BEGIN

// Vendored from https://github.com/stm32-rs/stm32-usbd tag v0.6.0
// Original copyright (c) 2021 Matti Virkkunen <mvirkkunen@gmail.com>, Vadim Kaushan <admin@disasm.info>,
// Nicolas Stalder <n@stalder.io>", Jonas Martin <lichtfeind@gmail.com>
// SPDX-License-Identifier: MIT
// SPDX-LIcense-Identifier: Apache 2.0

use packing::Packed;

use crate::scsi::Error;

pub trait ParsePackedStruct: Packed
where
    Error: From<<Self as Packed>::Error>,
{
    fn parse(data: &[u8]) -> Result<Self, Error> {
        let mut ret = Self::unpack(data)?;
        ret.verify()?;
        Ok(ret)
    }
    fn verify(&mut self) -> Result<(), Error> {
        Ok(())
    }
}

END

_Requirement_
Only the lines from the one containing "Original copyright (c)" to the end of the records should be repeated, exactly as they appear.

_Worked solution_
// Original copyright (c) 2021 Matti Virkkunen <mvirkkunen@gmail.com>, Vadim Kaushan <admin@disasm.info>,
// Nicolas Stalder <n@stalder.io>", Jonas Martin <lichtfeind@gmail.com>
// SPDX-License-Identifier: MIT
// SPDX-LIcense-Identifier: Apache 2.0

use packing::Packed;

use crate::scsi::Error;

pub trait ParsePackedStruct: Packed
where
    Error: From<<Self as Packed>::Error>,
{
    fn parse(data: &[u8]) -> Result<Self, Error> {
        let mut ret = Self::unpack(data)?;
        ret.verify()?;
        Ok(ret)
    }
    fn verify(&mut self) -> Result<(), Error> {
        Ok(())
    }
}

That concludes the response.